### Your task:
Wherever "credentials" turns up in the entries, copy out the line that holds it.

### Exercise data:

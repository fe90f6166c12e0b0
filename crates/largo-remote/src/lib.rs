#![forbid(unsafe_code)]
#![deny(unused_must_use, rustdoc::broken_intra_doc_links, rustdoc::bare_urls)]
#![warn(
    unreachable_pub,
    clippy::all,
    clippy::pedantic,
    clippy::nursery,
    missing_docs
)]

//! HTTP plumbing shared by the batch, transfer, verify, and lock clients.
//!
//! Layout: `client.rs` (`ApiClient`, access-mode aware request execution),
//! `credentials.rs` (credential providers), `wire.rs` (media type, error bodies,
//! `Retry-After`), `error.rs` (`RemoteError` and conversions into the core taxonomy).

pub mod client;
pub mod credentials;
pub mod error;
pub mod wire;

pub use client::{ApiClient, decode, status_error, with_headers};
pub use credentials::{CredentialProvider, Credentials, StaticCredentials};
pub use error::{RemoteError, RemoteResult};
pub use wire::{ApiErrorBody, MEDIA_TYPE, join_endpoint, parse_retry_after};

### Response area:
//! `credentials.rs` (credential providers), `wire.rs` (media type, error bodies,
pub mod credentials;
pub use credentials::{CredentialProvider, Credentials, StaticCredentials};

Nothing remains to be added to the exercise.